第84話 チート級の治癒魔法使いは、極悪女戦士を返り討ちにする!

 傷が癒え、HPが多少回復して来た私は心に余裕が出て来た。

 特殊な空間魔法を施したカバンから、一冊の本を取り出す。

 我がギルドに伝わるこの世界の攻略本。

 それによると、以下の通りに定義されている。


『救世主』は『守護者』を引き連れ魔王を倒す。


 我々がいくらレベルを上げ、強くなっても魔王は倒せない。

 これは姫からも聞かされていた。

 何でも魔王は救世主にしか使えない魔法や武器でないとダメージを与えることが出来ないらしい。

 救世主は神がランダムに選ぶのだそうだ。

 ジャヴァ・パイソンのギルドマスター、アスミ曰く、


「救世主は運営がプログラミングした乱数発生プログラムで、ランダムに決められる」


 らしい。

 言っていることが良く分からなかったが、そうして選ばれた者は左胸に聖痕が浮き上がり、不思議な力に目覚めるという。

 私が救世主でないことは良く理解していた。

 そして、救世主は遂に現れた。

 数日前、姫に呼ばれそのことを告げられた時は動揺した。

 魔王が倒されれば、モンスターも居なくなる。

 それは私にとって不利益なことだ。

 強くなる前に救世主を倒さなければ。

 だが、姫は救世主の居場所を教えてはくれなかった。


「救世主は辺境の狩り場で、ガイアと修業している」


 そう教えてくれたのは、地球アースに属するメンバーだった。

 こちらがスパイとして送り込んだ者が、メンバーとして成りすましているだけだが。

 手元に置いておきたい有能な者を、あえて送り込んだ。

 彼は有能なだけに、地球アースで要職につき、ガイアの信頼を勝ち取り側近にまでなっている。

 スパイを送り込んで諜報活動を展開する。

 情報が全てのこの世界で、卑怯だといわれても間者を送り込むのは常識だ。

 全てのギルドがやっていることだった。

 DEATHの中にも、どこかのギルドから送り込まれたスパイがきっといるはずだ。

 

「ふぅ」


 水を一口飲み、息をつく。

 私はスパイを探し出さない様にしている。

 時間の無駄だ。

 その代わり、メンバー全員にこう告げている。


「ギルドを抜けたものは殺す」


 これで、スパイはずっとDEATHに属していないといけなくなる。

 元のギルドに戻ることが出来なければスパイをしても意味が無いだろう。

 私はカバンから『武器治癒剤ウエポンヒーリング』と『防具治癒剤アーマーヒーリング』を取り出した。

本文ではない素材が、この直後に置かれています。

use thiserror::Error;

use mtp_core::{Booking, DomainError, GlobalId, LedgerId};
use mtp_ledgers::AdapterError;

use crate::bookkeeping::StoreError;
use crate::identity::RegistryError;
use crate::reconcile::JournalError;

/// What a failed request may have left behind on the external ledger.
#[derive(Debug, Copy, Clone, PartialEq, Eq)]
pub enum LedgerEffect {
    /// Definitely no external effect; the whole request may be retried.
    None,
    /// The ledger committed; bookkeeping lags until reconciled.
    Committed,
    /// Submitted, outcome unknown. Must be reconciled before any retry.
    Indeterminate,
}

#[derive(Debug, Clone, Error, PartialEq, Eq)]
pub enum CoordinatorError {
    #[error("validation failed: {0}")]
    Validation(String),

    #[error("no adapter registered for ledger {0}")]
    UnknownLedger(LedgerId),

    #[error("identity {global_id} has no account on ledger {ledger_id}")]
    UnboundAccount { global_id: GlobalId, ledger_id: LedgerId },

    #[error("binding conflict: {0}")]
    AlreadyBound(String),

    #[error("ledger {ledger_id} unavailable: {reason}")]
    LedgerUnavailable { ledger_id: LedgerId, reason: String },

    #[error("insufficient funds on ledger {ledger_id}: {reason}")]
    InsufficientFunds { ledger_id: LedgerId, reason: String },

    #[error("insufficient supply on ledger {ledger_id}: {reason}")]
    InsufficientSupply { ledger_id: LedgerId, reason: String },

    #[error("ledger {ledger_id} aborted the operation: {reason}")]
    AdapterAborted { ledger_id: LedgerId, reason: String },

    #[error("ledger {ledger_id} outcome unknown: {reason}")]
    LedgerOutcomeUnknown { ledger_id: LedgerId, reason: String },

    /// The ledger committed but the bookkeeping commit failed.
    ///
    /// `booking` is enough to replay the commit; `parked` is false when the
    /// out-of-sync log could not record it either.
    #[error(
        "ledger tx {} on ledger {} committed but not booked (GlobalTxID {}): {reason}",
        .booking.local_tx_id,
        .booking.ledger_id,
        .booking.global_tx_id
    )]
    OutOfSync {
        booking: Box<Booking>,
        parked: bool,
        reason: String,
    },

    #[error(transparent)]
    Store(#[from] StoreError),

    #[error(transparent)]
    Journal(#[from] JournalError),
}

impl CoordinatorError {
    pub fn ledger_effect(&self) -> LedgerEffect {
        match self {
            CoordinatorError::OutOfSync { .. } => LedgerEffect::Committed,
            CoordinatorError::LedgerOutcomeUnknown { .. } => LedgerEffect::Indeterminate,
            _ => LedgerEffect::None,
        }
    }

    /// The committed-but-unbooked transaction, if this is an out-of-sync error.
    pub fn unbooked(&self) -> Option<&Booking> {
        match self {
            CoordinatorError::OutOfSync { booking, .. } => Some(booking),
            _ => None,
        }
    }

    /// Transient failure with no external effect.
    pub fn is_retryable(&self) -> bool {
        matches!(self, CoordinatorError::LedgerUnavailable { .. })
    }

    pub(crate) fn from_adapter(ledger_id: LedgerId, err: AdapterError) -> Self {
        match err {
            AdapterError::Unavailable(reason) => CoordinatorError::LedgerUnavailable { ledger_id, reason },
            AdapterError::InsufficientFunds(reason) => CoordinatorError::InsufficientFunds { ledger_id, reason },
            AdapterError::InsufficientSupply(reason) => CoordinatorError::InsufficientSupply { ledger_id, reason },
            AdapterError::Indeterminate(reason) => CoordinatorError::LedgerOutcomeUnknown { ledger_id, reason },
            other @ (AdapterError::Aborted(_)
            | AdapterError::NotFound(_)
            | AdapterError::Invalid(_)
            | AdapterError::AlreadyExists { .. }) => CoordinatorError::AdapterAborted {
                ledger_id,
                reason: other.to_string(),
            },
        }
    }
}

impl From<DomainError> for CoordinatorError {
    fn from(value: DomainError) -> Self {
        CoordinatorError::Validation(value.to_string())
    }
}

impl From<RegistryError> for CoordinatorError {
    fn from(value: RegistryError) -> Self {
        match value {
            RegistryError::InvalidName(msg) => CoordinatorError::Validation(msg),
            RegistryError::AlreadyBound { .. } | RegistryError::LocalAccountClaimed { .. } => {
                CoordinatorError::AlreadyBound(value.to_string())
            }
            RegistryError::UnknownIdentity(global_id) => {
                CoordinatorError::Validation(format!("unknown identity {global_id}"))
            }
            RegistryError::Store(err) => CoordinatorError::Store(err),
        }
    }
}

#[cfg(test)]
mod tests {
    use super::*;
    use chrono::Utc;
    use mtp_core::{Amount, GlobalTxId, LocalAccountId, LocalTxId, Participant, TxKind};

    #[test]
    fn only_post_submission_errors_carry_ledger_effects() {
        let ledger_id = LedgerId::new(2);
        let booking = Booking {
            global_tx_id: GlobalTxId::new(1),
            ledger_id,
            local_tx_id: LocalTxId::new("abc").unwrap(),
            kind: TxKind::Mint,
            origin: None,
            dest: Participant {
                global_id: GlobalId::new(1),
                local_account_id: LocalAccountId::new("alice@test").unwrap(),
            },
            amount: Amount::from_minor(300),
            timestamp: Utc::now(),
        };
        let out_of_sync = CoordinatorError::OutOfSync {
            booking: Box::new(booking.clone()),
            parked: false,
            reason: "disk full".into(),
        };
        assert_eq!(out_of_sync.ledger_effect(), LedgerEffect::Committed);
        assert_eq!(out_of_sync.unbooked(), Some(&booking));
        assert!(out_of_sync.to_string().contains("ledger tx abc on ledger 2"), "{out_of_sync}");

        let unknown = CoordinatorError::from_adapter(ledger_id, AdapterError::Indeterminate("lost".into()));
        assert_eq!(unknown.ledger_effect(), LedgerEffect::Indeterminate);

        let unavailable = CoordinatorError::from_adapter(ledger_id, AdapterError::Unavailable("down".into()));
        assert_eq!(unavailable.ledger_effect(), LedgerEffect::None);
        assert!(unavailable.is_retryable());

        let aborted = CoordinatorError::from_adapter(ledger_id, AdapterError::NotFound("x".into()));
        assert!(matches!(aborted, CoordinatorError::AdapterAborted { .. }));
        assert!(!aborted.is_retryable());
    }
}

 刃こぼれして使い物にならなくなった神龍の剣に武器治癒剤ウエポンヒーリングを振りかける。

 七色の光に包まれた神龍の剣がみるみるうちに、新品同様の輝きを取り戻す。

 次に、ボロボロに砕けた黒王の鎧に防具治癒剤アーマーヒーリングを振りかける。

 神龍の剣と同様、黒王の鎧は元の防御力を取り戻した。

 この世界の武器や防具には耐久性が設定されていて、使えば使う程、ボロボロになる。

 耐久性が0になれば、それは使い物にならなくなり消滅する。

 だから、武器や防具は鍛冶屋に依頼して修理してもらうか、高価な治癒剤を用いて耐久性を回復させる必要がある。

 私の装備は、高難易度のクエストを攻略しないと手に入れられないものばかりだ。

 攻撃力、防御力、耐久性、全てにおいて優れている。

 それがユウタとの勝負でボロボロにされた。

 レベル95の戦士職の私が、レベル90の治癒魔法使いに潰走させられるとは。

 奴の放った白い光の閃光、そして障壁。

 これが救世主という者なのか。